Data extracted from a collection

- - - - - - -

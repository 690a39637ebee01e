use serde::{Deserialize, Serialize};

/// Summary of one search-result card
#[derive(Debug, Clone, PartialEq, Serialize, Deserialize)]
#[serde(rename_all = "camelCase")]
pub struct SearchCardSummary {
    /// Canonical listing URL (query string stripped); the dedup key
    pub business_url: String,
    pub business_name: Option<String>,
    pub rating: Option<f64>,
    pub review_count: Option<u32>,
}

/// Attributes extracted from a listing page
#[derive(Debug, Clone, PartialEq, Serialize, Deserialize)]
#[serde(rename_all = "camelCase")]
pub struct BusinessDetail {
    /// First top-level heading; empty when the page has none
    pub business_name: String,
    pub rating: Option<f64>,
    pub review_count: u32,
    pub categories: Option<Vec<String>>,
    pub price_range: Option<String>,
    pub address: Option<String>,
    pub phone: Option<String>,
    pub hours: Option<Vec<String>>,
    /// At most ten distinct photo URLs, in page order
    pub photos: Vec<String>,
    pub url: String,
}

/// One review extracted from a listing page
#[derive(Debug, Clone, PartialEq, Serialize, Deserialize)]
#[serde(rename_all = "camelCase")]
pub struct Review {
    pub author: String,
    pub rating: Option<f64>,
    pub text: String,
    pub date: Option<String>,
}
//! Listing-page extraction
//!
//! Each field is read by an independent heuristic over the whole document
//! rather than from one semantic node.

use crate::extract::patterns::{
    find_phone, is_price_range, looks_like_address, mentions_weekday, parse_review_count,
    parse_star_label,
};
use crate::extract::{selector, spaced_text_of, text_of, BusinessDetail};
use scraper::{Html, Selector};
use std::sync::LazyLock;
use url::Url;

/// Upper bound on photos kept per listing
pub const MAX_PHOTOS: usize = 10;

/// Marker carried by links that filter search results by category
const CATEGORY_FILTER_MARKER: &str = "cflt=";

/// Path marker of the site's business-photo CDN
const PHOTO_CDN_MARKER: &str = "bphoto";

static HEADING: LazyLock<Selector> = LazyLock::new(|| selector("h1"));
static IMAGE_ROLE_LABEL: LazyLock<Selector> =
    LazyLock::new(|| selector(r#"[role="img"][aria-label]"#));
static CATEGORY_LINK: LazyLock<Selector> =
    LazyLock::new(|| selector(&format!(r#"a[href*="{}"]"#, CATEGORY_FILTER_MARKER)));
static SPAN: LazyLock<Selector> = LazyLock::new(|| selector("span"));
static BODY: LazyLock<Selector> = LazyLock::new(|| selector("body"));
static BLOCK_TEXT: LazyLock<Selector> = LazyLock::new(|| selector("p, div, span"));
static PHONE_TEXT: LazyLock<Selector> = LazyLock::new(|| selector("p, div, span, a"));
static HOURS_ROW: LazyLock<Selector> = LazyLock::new(|| {
    selector(r#"tbody tr, div[class*="hours"] p, div[class*="businessHours"] p"#)
});
static PHOTO: LazyLock<Selector> =
    LazyLock::new(|| selector(&format!(r#"img[src*="{}"]"#, PHOTO_CDN_MARKER)));

/// Extracts every listing attribute from a rendered listing page
///
/// Never fails: a field whose markup is missing takes its absent value
/// (`None`, `0`, an empty name or an empty photo list).
pub fn extract_business_detail(document: &Html, url: &Url) -> BusinessDetail {
    BusinessDetail {
        business_name: business_name(document),
        rating: star_rating(document),
        review_count: review_count(document),
        categories: categories(document),
        price_range: price_range(document),
        address: address(document),
        phone: phone(document),
        hours: hours(document),
        photos: photos(document),
        url: url.to_string(),
    }
}

fn business_name(document: &Html) -> String {
    document
        .select(&HEADING)
        .next()
        .map(text_of)
        .unwrap_or_default()
}

fn star_rating(document: &Html) -> Option<f64> {
    document
        .select(&IMAGE_ROLE_LABEL)
        .filter_map(|el| el.value().attr("aria-label"))
        .find(|label| label.to_lowercase().contains("star"))
        .and_then(parse_star_label)
}

/// First "N reviews" in the visible body; head and title text is skipped
fn review_count(document: &Html) -> u32 {
    document
        .select(&BODY)
        .next()
        .and_then(|body| parse_review_count(&spaced_text_of(body)))
        .unwrap_or(0)
}

fn categories(document: &Html) -> Option<Vec<String>> {
    let mut found: Vec<String> = Vec::new();

    for link in document.select(&CATEGORY_LINK) {
        let name = text_of(link);
        if !name.is_empty() && !found.contains(&name) {
            found.push(name);
        }
    }

    (!found.is_empty()).then_some(found)
}

fn price_range(document: &Html) -> Option<String> {
    document
        .select(&SPAN)
        .map(text_of)
        .find(|text| is_price_range(text))
}

/// Picks the shortest address-shaped text on the page
///
/// Longer candidates are usually surrounding prose that happens to contain
/// the address, so the shortest plausible one is kept. Ties go to the
/// earliest candidate.
fn address(document: &Html) -> Option<String> {
    document
        .select(&BLOCK_TEXT)
        .map(text_of)
        .filter(|text| looks_like_address(text))
        .min_by_key(|text| text.chars().count())
}

fn phone(document: &Html) -> Option<String> {
    document
        .select(&PHONE_TEXT)
        .find_map(|el| find_phone(&text_of(el)).map(str::to_string))
}

fn hours(document: &Html) -> Option<Vec<String>> {
    let rows: Vec<String> = document
        .select(&HOURS_ROW)
        .map(spaced_text_of)
        .filter(|text| !text.is_empty() && mentions_weekday(text))
        .collect();

    (!rows.is_empty()).then_some(rows)
}

fn photos(document: &Html) -> Vec<String> {
    let mut found: Vec<String> = Vec::new();

    for src in document
        .select(&PHOTO)
        .filter_map(|img| img.value().attr("src"))
    {
        if found.len() >= MAX_PHOTOS {
            break;
        }
        if !found.iter().any(|seen| seen == src) {
            found.push(src.to_string());
        }
    }

    found
}

#[cfg(test)]
mod tests {
    use super::*;

    fn url() -> Url {
        Url::parse("https://www.yelp.com/biz/golden-boy-pizza-san-francisco").unwrap()
    }

    fn detail(body: &str) -> BusinessDetail {
        let document = Html::parse_document(&format!("<html><body>{}</body></html>", body));
        extract_business_detail(&document, &url())
    }

    #[test]
    fn test_full_listing() {
        let result = detail(
            r#"
            <h1> Golden Boy Pizza </h1>
            <div role="img" aria-label="4.5 star rating"></div>
            <a href="/biz/golden-boy-pizza-san-francisco/reviews">2,315 reviews</a>
            <span>$</span>
            <a href="/search?cflt=pizza&find_loc=SF">Pizza</a>
            <a href="/search?cflt=bars&find_loc=SF">Bars</a>
            <a href="/search?cflt=pizza&find_loc=SF">Pizza</a>
            <p>542 Green St, San Francisco, CA 94133</p>
            <p>(415) 982-9738</p>
            <table><tbody>
              <tr><th>Mon</th><td>11:30 AM - 11:30 PM</td></tr>
              <tr><th>Tue</th><td>11:30 AM - 11:30 PM</td></tr>
            </tbody></table>
            <img src="https://s3-media0.fl.yelpcdn.com/bphoto/a1/o.jpg">
            <img src="https://s3-media0.fl.yelpcdn.com/bphoto/a1/o.jpg">
            <img src="https://s3-media0.fl.yelpcdn.com/bphoto/b2/o.jpg">
            <img src="https://s3-media0.fl.yelpcdn.com/assets/logo.png">
            "#,
        );

        assert_eq!(result.business_name, "Golden Boy Pizza");
        assert_eq!(result.rating, Some(4.5));
        assert_eq!(result.review_count, 2315);
        assert_eq!(
            result.categories,
            Some(vec!["Pizza".to_string(), "Bars".to_string()])
        );
        assert_eq!(result.price_range.as_deref(), Some("$"));
        assert_eq!(
            result.address.as_deref(),
            Some("542 Green St, San Francisco, CA 94133")
        );
        assert_eq!(result.phone.as_deref(), Some("(415) 982-9738"));
        assert_eq!(
            result.hours,
            Some(vec![
                "Mon 11:30 AM - 11:30 PM".to_string(),
                "Tue 11:30 AM - 11:30 PM".to_string(),
            ])
        );
        assert_eq!(result.photos.len(), 2);
        assert_eq!(result.url, url().to_string());
    }

    #[test]
    fn test_empty_page_uses_absent_values() {
        let result = detail("");
        assert_eq!(result.business_name, "");
        assert_eq!(result.rating, None);
        assert_eq!(result.review_count, 0);
        assert_eq!(result.categories, None);
        assert_eq!(result.price_range, None);
        assert_eq!(result.address, None);
        assert_eq!(result.phone, None);
        assert_eq!(result.hours, None);
        assert!(result.photos.is_empty());
    }

    #[test]
    fn test_review_count_ignores_head() {
        let document = Html::parse_document(
            r#"<html><head><title>Golden Boy Pizza - 999 reviews</title>
            <script>window.meta = "12 reviews";</script></head>
            <body><h1>Golden Boy Pizza</h1><span>87 reviews</span></body></html>"#,
        );
        let result = extract_business_detail(&document, &url());
        assert_eq!(result.review_count, 87);
    }

    #[test]
    fn test_no_star_label_means_no_rating() {
        let result = detail(
            r#"<h1>Quiet Place</h1><div role="img" aria-label="Photo of the dining room"></div><span>Great food</span>"#,
        );
        assert_eq!(result.rating, None);
        assert_eq!(result.business_name, "Quiet Place");
    }

    #[test]
    fn test_shortest_address_wins() {
        let result = detail(
            r#"<p>Located near 123 Main St, Springfield, in the downtown district</p>
               <p>123 Main St, Springfield</p>"#,
        );
        assert_eq!(result.address.as_deref(), Some("123 Main St, Springfield"));
    }

    #[test]
    fn test_photos_capped_at_ten() {
        let imgs: String = (0..25)
            .map(|i| format!(r#"<img src="https://cdn.example.com/bphoto/{}/l.jpg">"#, i))
            .collect();
        let result = detail(&imgs);
        assert_eq!(result.photos.len(), MAX_PHOTOS);
        assert_eq!(result.photos[0], "https://cdn.example.com/bphoto/0/l.jpg");
        assert_eq!(result.photos[9], "https://cdn.example.com/bphoto/9/l.jpg");
    }

    #[test]
    fn test_hours_from_labeled_container() {
        let result = detail(
            r#"<div class="businessHours__09f24"><p>Wed 9:00 AM - 5:00 PM</p><p>Closed for holidays</p></div>"#,
        );
        assert_eq!(result.hours, Some(vec!["Wed 9:00 AM - 5:00 PM".to_string()]));
    }

    #[test]
    fn test_price_must_be_only_symbols() {
        let result = detail("<span>$$ - $$$</span><span>$$</span>");
        assert_eq!(result.price_range.as_deref(), Some("$$"));
    }

    #[test]
    fn test_first_phone_wins() {
        let result = detail("<span>Call 415-555-0101</span><a href='tel:4155550199'>415-555-0199</a>");
        assert_eq!(result.phone.as_deref(), Some("415-555-0101"));
    }
}
//! Storage traits and error types
//!
//! This module defines the trait interface for storage backends and
//! associated error types.

use crate::output::{FailedRequest, OutputRecord};
use crate::storage::{FailedRequestRecord, RunCounts, RunRecord, RunStatus};
use thiserror::Error;

/// Errors that can occur during storage operations
#[derive(Debug, Error)]
pub enum StorageError {
    #[error("Run not found: {0}")]
    RunNotFound(i64),

    #[error("Serialization error: {0}")]
    Serialization(#[from] serde_json::Error),

    #[error("SQLite error: {0}")]
    Sqlite(#[from] rusqlite::Error),

    #[error("Storage lock poisoned")]
    LockPoisoned,
}

/// Result type for storage operations
pub type StorageResult<T> = Result<T, StorageError>;

/// Trait for storage backend implementations
///
/// Business rows are append-only: a record is never updated once written.
pub trait Storage: Send {
    // ===== Run Management =====

    /// Creates a new crawl run
    ///
    /// # Arguments
    ///
    /// * `config_hash` - Hash of the configuration file
    /// * `search_query` - The search term the run starts from
    /// * `location` - The location the run searches in
    ///
    /// # Returns
    ///
    /// The ID of the newly created run
    fn create_run(
        &mut self,
        config_hash: &str,
        search_query: &str,
        location: &str,
    ) -> StorageResult<i64>;

    /// Gets a run by ID
    fn get_run(&self, run_id: i64) -> StorageResult<RunRecord>;

    /// Gets the most recent run
    fn get_latest_run(&self) -> StorageResult<Option<RunRecord>>;

    /// Marks a run as finished with the given status and final counters
    fn finish_run(&mut self, run_id: i64, status: RunStatus, counts: &RunCounts)
        -> StorageResult<()>;

    // ===== Records =====

    /// Appends an emitted business record
    ///
    /// # Returns
    ///
    /// The row ID of the new record
    fn insert_business(&mut self, run_id: i64, record: &OutputRecord) -> StorageResult<i64>;

    /// Records a request that exhausted its attempts
    fn record_failed_request(&mut self, run_id: i64, failure: &FailedRequest)
        -> StorageResult<()>;

    /// Gets the failed requests of a run, oldest first
    fn get_failed_requests(&self, run_id: i64) -> StorageResult<Vec<FailedRequestRecord>>;

    /// Loads the distinct listing URLs of every stored business
    ///
    /// Used to carry the seen-set over from earlier runs.
    fn load_business_urls(&self) -> StorageResult<Vec<String>>;

    // ===== Statistics =====

    /// Counts stored business records across all runs
    fn count_businesses(&self) -> StorageResult<u64>;

    /// Counts distinct listing URLs across all runs
    fn count_unique_businesses(&self) -> StorageResult<u64>;

    /// Average rating of the stored records that have one
    fn average_rating(&self) -> StorageResult<Option<f64>>;

    /// Most frequent categories with their record counts, most frequent first
    fn top_categories(&self, limit: usize) -> StorageResult<Vec<(String, u64)>>;
}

- - - - - - -

DESCRIPTION OF THE TASK —
Copy only this part of the entries above: the line with "const PHOTO_CDN_MARKER: &str", the line with "static BLOCK_TEXT: LazyLock<Selector>", and the lines between, all exactly as written.

RESULT BELOW —
const PHOTO_CDN_MARKER: &str = "bphoto";

static HEADING: LazyLock<Selector> = LazyLock::new(|| selector("h1"));
static IMAGE_ROLE_LABEL: LazyLock<Selector> =
    LazyLock::new(|| selector(r#"[role="img"][aria-label]"#));
static CATEGORY_LINK: LazyLock<Selector> =
    LazyLock::new(|| selector(&format!(r#"a[href*="{}"]"#, CATEGORY_FILTER_MARKER)));
static SPAN: LazyLock<Selector> = LazyLock::new(|| selector("span"));
static BODY: LazyLock<Selector> = LazyLock::new(|| selector("body"));
static BLOCK_TEXT: LazyLock<Selector> = LazyLock::new(|| selector("p, div, span"));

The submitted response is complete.